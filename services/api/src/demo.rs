use crate::infra::{parse_datetime, InMemoryPortalGateway};
use chrono::{Local, NaiveDateTime};
use clap::Args;
use learner_portal::config::{AppConfig, EnrolmentConfig};
use learner_portal::error::AppError;
use learner_portal::workflows::enrolment::{
    subjects_in_scope, summarize, AdditionalLanguage, ApplicationDraft, ApplicationWizard,
    DocumentFile, DocumentKind, EligibilityError, EligibilityGate, EnglishLevel, Grade,
    HistoryImporter, MarkSummary, MarkTerm, MarkValidator, MathChoice, SubmissionReceipt,
    ValidationErrors, WizardError, WizardStage,
};
use std::path::{Path, PathBuf};
use std::sync::Arc;

#[derive(Args, Debug)]
pub(crate) struct EligibilityArgs {
    /// Application history export (app_id,status,grade,created_at,updated_at)
    #[arg(long)]
    pub(crate) history: PathBuf,
    /// Evaluate as of this moment instead of now
    #[arg(long, value_parser = parse_datetime)]
    pub(crate) now: Option<NaiveDateTime>,
}

#[derive(Args, Debug)]
pub(crate) struct ValidateArgs {
    /// Saved draft in the create-application JSON shape
    #[arg(long)]
    pub(crate) draft: PathBuf,
}

#[derive(Args, Debug, Default)]
pub(crate) struct DemoArgs {
    /// Learner grade (10, 11 or 12). Defaults to 11.
    #[arg(long, value_parser = parse_grade)]
    pub(crate) grade: Option<Grade>,
    /// Pretend both supporting documents are already on file.
    #[arg(long)]
    pub(crate) documents_on_file: bool,
    /// Override the session time (defaults to now).
    #[arg(long, value_parser = parse_datetime)]
    pub(crate) now: Option<NaiveDateTime>,
    /// ID or birth certificate to upload instead of a generated placeholder.
    #[arg(long)]
    pub(crate) id_file: Option<PathBuf>,
    /// Term 4 report to upload instead of a generated placeholder.
    #[arg(long)]
    pub(crate) report_file: Option<PathBuf>,
}

fn parse_grade(raw: &str) -> Result<Grade, String> {
    let number = raw
        .trim()
        .parse::<u8>()
        .map_err(|err| format!("'{raw}' is not a grade number ({err})"))?;
    Grade::try_from(number).map_err(|err| err.to_string())
}

pub(crate) fn run_eligibility(args: EligibilityArgs) -> Result<(), AppError> {
    let EligibilityArgs { history, now } = args;

    let config = AppConfig::load()?;
    let gate = EligibilityGate::from(&config.enrolment);
    let entries = HistoryImporter::from_path(&history)?;
    let now = now.unwrap_or_else(|| Local::now().naive_local());

    println!("Enrolment eligibility");
    println!(
        "Evaluated {} against {} prior application(s); window closes {}",
        now,
        entries.len(),
        gate.closes_at()
    );

    for entry in &entries {
        println!(
            "- {} | {} | created {} | submitted {}",
            entry.app_id.as_deref().unwrap_or("(no id)"),
            entry.status.map(|status| status.label()).unwrap_or("Unknown"),
            entry.created_at,
            entry
                .submitted_at
                .map(|at| at.to_string())
                .unwrap_or_else(|| "-".to_string())
        );
    }

    match gate.check(&entries, now) {
        Ok(()) => println!("Result: a new application may be started"),
        Err(err @ EligibilityError::Closed { .. }) => println!("Result: closed. {err}"),
        Err(err @ EligibilityError::CooldownActive { cutoff, .. }) => {
            println!("Result: blocked until applications before {cutoff} age out. {err}")
        }
    }

    Ok(())
}

pub(crate) fn run_validate(args: ValidateArgs) -> Result<(), AppError> {
    let raw = std::fs::read_to_string(&args.draft)?;
    let draft: ApplicationDraft = serde_json::from_str(&raw)?;
    draft.check_elective_count().map_err(WizardError::from)?;

    let errors = MarkValidator::default().validate(&draft);
    let summary = summarize(&draft);

    println!("Application draft: grade {}", draft.grade);
    println!("Subjects: {}", subjects_in_scope(&draft).join(", "));
    render_summary(&summary);
    render_errors(&errors);
    if errors.is_empty() {
        println!("Ready to submit");
    }

    Ok(())
}

pub(crate) fn run_demo(args: DemoArgs) -> Result<(), AppError> {
    let config = AppConfig::load()?;
    let now = args.now.unwrap_or_else(|| Local::now().naive_local());
    let gateway = Arc::new(InMemoryPortalGateway::new(
        args.documents_on_file,
        Vec::new(),
    ));

    println!("Learner portal enrolment demo");
    match run_scripted_session(&args, Arc::clone(&gateway), &config.enrolment, now)? {
        Some(receipt) => {
            println!(
                "\nSubmitted grade {} application ({}): {}",
                receipt.grade,
                receipt.submission_key.0,
                receipt.message.as_deref().unwrap_or("no message")
            );
            println!(
                "Backend now holds {} application(s) and {} document upload(s)",
                gateway.applications().len(),
                gateway.uploads().len()
            );
        }
        None => println!("\nApplications are closed; nothing was submitted."),
    }

    Ok(())
}

/// Drives one wizard session end to end, printing each step. `None` when intake is closed.
pub(crate) fn run_scripted_session(
    args: &DemoArgs,
    gateway: Arc<InMemoryPortalGateway>,
    config: &EnrolmentConfig,
    now: NaiveDateTime,
) -> Result<Option<SubmissionReceipt>, AppError> {
    let grade = args.grade.unwrap_or(Grade::Eleven);
    let mut wizard = ApplicationWizard::open(gateway, config, grade, now)?;

    println!("Opened grade {grade} wizard at {now} ({})", wizard.stage());
    if wizard.stage() == WizardStage::ClosedByDate {
        return Ok(None);
    }

    if let Err(err) = wizard.choose_math_track(MathChoice::Literacy) {
        println!("Step 1: Lit -> {err}");
    }
    let stage = wizard.choose_math_track(MathChoice::Pure)?;
    println!("Step 1: Pure -> {stage}");

    if stage == WizardStage::DocumentUpload {
        let identity = load_document(args.id_file.as_deref(), "id-document.pdf")?;
        let report = load_document(args.report_file.as_deref(), "term4-report.pdf")?;
        wizard.attach_document(DocumentKind::Identity, identity)?;
        wizard.attach_document(DocumentKind::Report, report)?;
        let stage = wizard.upload_documents()?;
        println!("Step 2: documents uploaded -> {stage}");
    }

    wizard.set_english_level(EnglishLevel::HomeLanguage)?;
    wizard.set_additional_language(AdditionalLanguage::IsiZulu)?;
    let slots = wizard.draft().map(|draft| draft.elective_slots().len()).unwrap_or(0);
    for (slot, subject) in ["Geography", "Accounting"].into_iter().take(slots).enumerate() {
        wizard.select_elective(slot, Some(subject))?;
    }

    let subjects = wizard.draft().map(subjects_in_scope).unwrap_or_default();
    for (index, subject) in subjects.iter().enumerate() {
        let term2 = 62 + (index as u32 * 3) % 20;
        wizard.set_mark(subject, MarkTerm::Term2, &term2.to_string())?;
        wizard.set_mark(subject, MarkTerm::Term4, &(term2 + 4).to_string())?;
    }

    // One weak mark first so the learner sees a field error, then the correction.
    if let Some(first) = subjects.first() {
        wizard.set_mark(first, MarkTerm::Term4, "24")?;
        let errors = wizard.validate()?.clone();
        println!("Step 3: first validation");
        render_errors(&errors);
        wizard.set_mark(first, MarkTerm::Term4, "66")?;
    }

    render_summary(&wizard.summary()?);
    let receipt = wizard.submit()?;
    Ok(Some(receipt))
}

fn load_document(path: Option<&Path>, placeholder: &str) -> Result<DocumentFile, AppError> {
    match path {
        Some(path) => {
            let bytes = std::fs::read(path)?;
            let content_type = mime_guess::from_path(path).first_or_octet_stream();
            let name = path
                .file_name()
                .map(|name| name.to_string_lossy().into_owned())
                .unwrap_or_else(|| placeholder.to_string());
            Ok(DocumentFile::new(name, content_type, bytes))
        }
        None => Ok(DocumentFile::new(
            placeholder,
            mime::APPLICATION_PDF,
            b"%PDF-1.4\n%demo\n".to_vec(),
        )),
    }
}

fn render_summary(summary: &MarkSummary) {
    println!(
        "Term 4: {:.0} / {} across {} subject(s) | average {:.1}% | total {:.1}%",
        summary.total_term4,
        summary.max_total,
        summary.count,
        summary.average_term4,
        summary.total_percentage
    );
}

fn render_errors(errors: &ValidationErrors) {
    if errors.is_empty() {
        println!("No validation errors");
        return;
    }

    println!("{} validation error(s):", errors.len());
    for error in errors.iter() {
        println!("- {}: {}", error.field, error.message);
    }
}

#[cfg(test)]
mod tests {
    use super::*;
    use chrono::NaiveDate;

    fn intake_day() -> NaiveDateTime {
        NaiveDate::from_ymd_opt(2026, 1, 20)
            .and_then(|date| date.and_hms_opt(8, 0, 0))
            .expect("valid timestamp")
    }

    #[test]
    fn scripted_session_submits_once() {
        let gateway = Arc::new(InMemoryPortalGateway::new(false, Vec::new()));
        let args = DemoArgs {
            grade: Some(Grade::Twelve),
            ..DemoArgs::default()
        };

        let receipt = run_scripted_session(
            &args,
            Arc::clone(&gateway),
            &EnrolmentConfig::default(),
            intake_day(),
        )
        .expect("session completes")
        .expect("intake open");

        assert_eq!(receipt.grade, Grade::Twelve);
        assert_eq!(gateway.uploads().len(), 1);
        let applications = gateway.applications();
        assert_eq!(applications.len(), 1);
        assert_eq!(
            applications[0].draft.form_data.electives,
            vec![Some("Geography".to_string()), Some("Accounting".to_string())]
        );
    }

    #[test]
    fn scripted_session_skips_upload_when_documents_on_file() {
        let gateway = Arc::new(InMemoryPortalGateway::new(true, Vec::new()));
        let args = DemoArgs {
            grade: Some(Grade::Ten),
            ..DemoArgs::default()
        };

        run_scripted_session(
            &args,
            Arc::clone(&gateway),
            &EnrolmentConfig::default(),
            intake_day(),
        )
        .expect("session completes");

        assert!(gateway.uploads().is_empty());
        assert_eq!(gateway.applications().len(), 1);
    }

    #[test]
    fn scripted_session_stops_when_closed() {
        let gateway = Arc::new(InMemoryPortalGateway::new(false, Vec::new()));
        let after_close = NaiveDate::from_ymd_opt(2026, 4, 2)
            .and_then(|date| date.and_hms_opt(8, 0, 0))
            .expect("valid timestamp");

        let outcome = run_scripted_session(
            &DemoArgs::default(),
            Arc::clone(&gateway),
            &EnrolmentConfig::default(),
            after_close,
        )
        .expect("closed wizard renders");

        assert!(outcome.is_none());
        assert!(gateway.applications().is_empty());
    }

    #[test]
    fn validate_refuses_drafts_with_extra_electives() {
        let path = std::env::temp_dir().join(format!(
            "learner-portal-extra-electives-{}.json",
            std::process::id()
        ));
        std::fs::write(
            &path,
            r#"{"grade":10,"formData":{"subjects":{},"electives":["Drama"]}}"#,
        )
        .expect("write draft");

        let outcome = run_validate(ValidateArgs { draft: path.clone() });
        let _ = std::fs::remove_file(&path);

        assert!(matches!(
            outcome,
            Err(AppError::Wizard(WizardError::Draft(
                learner_portal::workflows::enrolment::DraftError::TooManyElectives {
                    given: 1,
                    slots: 0
                }
            )))
        ));
    }

    #[test]
    fn parse_grade_rejects_unknown_grades() {
        assert_eq!(parse_grade("12"), Ok(Grade::Twelve));
        assert!(parse_grade("9").is_err());
        assert!(parse_grade("twelve").is_err());
    }

    #[test]
    fn placeholder_documents_are_pdfs() {
        let file = load_document(None, "id.pdf").expect("placeholder");
        assert_eq!(file.content_type, mime::APPLICATION_PDF);
        assert_eq!(file.file_name, "id.pdf");
    }
}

= = =

Take the stretch of lines above from the one containing "render_summary(&summary);" through the one containing "wizard.attach_document(DocumentKind::Identity, identity)?;" and repeat it exactly, adding no other line.

    render_summary(&summary);
    render_errors(&errors);
    if errors.is_empty() {
        println!("Ready to submit");
    }

    Ok(())
}

pub(crate) fn run_demo(args: DemoArgs) -> Result<(), AppError> {
    let config = AppConfig::load()?;
    let now = args.now.unwrap_or_else(|| Local::now().naive_local());
    let gateway = Arc::new(InMemoryPortalGateway::new(
        args.documents_on_file,
        Vec::new(),
    ));

    println!("Learner portal enrolment demo");
    match run_scripted_session(&args, Arc::clone(&gateway), &config.enrolment, now)? {
        Some(receipt) => {
            println!(
                "\nSubmitted grade {} application ({}): {}",
                receipt.grade,
                receipt.submission_key.0,
                receipt.message.as_deref().unwrap_or("no message")
            );
            println!(
                "Backend now holds {} application(s) and {} document upload(s)",
                gateway.applications().len(),
                gateway.uploads().len()
            );
        }
        None => println!("\nApplications are closed; nothing was submitted."),
    }

    Ok(())
}

/// Drives one wizard session end to end, printing each step. `None` when intake is closed.
pub(crate) fn run_scripted_session(
    args: &DemoArgs,
    gateway: Arc<InMemoryPortalGateway>,
    config: &EnrolmentConfig,
    now: NaiveDateTime,
) -> Result<Option<SubmissionReceipt>, AppError> {
    let grade = args.grade.unwrap_or(Grade::Eleven);
    let mut wizard = ApplicationWizard::open(gateway, config, grade, now)?;

    println!("Opened grade {grade} wizard at {now} ({})", wizard.stage());
    if wizard.stage() == WizardStage::ClosedByDate {
        return Ok(None);
    }

    if let Err(err) = wizard.choose_math_track(MathChoice::Literacy) {
        println!("Step 1: Lit -> {err}");
    }
    let stage = wizard.choose_math_track(MathChoice::Pure)?;
    println!("Step 1: Pure -> {stage}");

    if stage == WizardStage::DocumentUpload {
        let identity = load_document(args.id_file.as_deref(), "id-document.pdf")?;
        let report = load_document(args.report_file.as_deref(), "term4-report.pdf")?;
        wizard.attach_document(DocumentKind::Identity, identity)?;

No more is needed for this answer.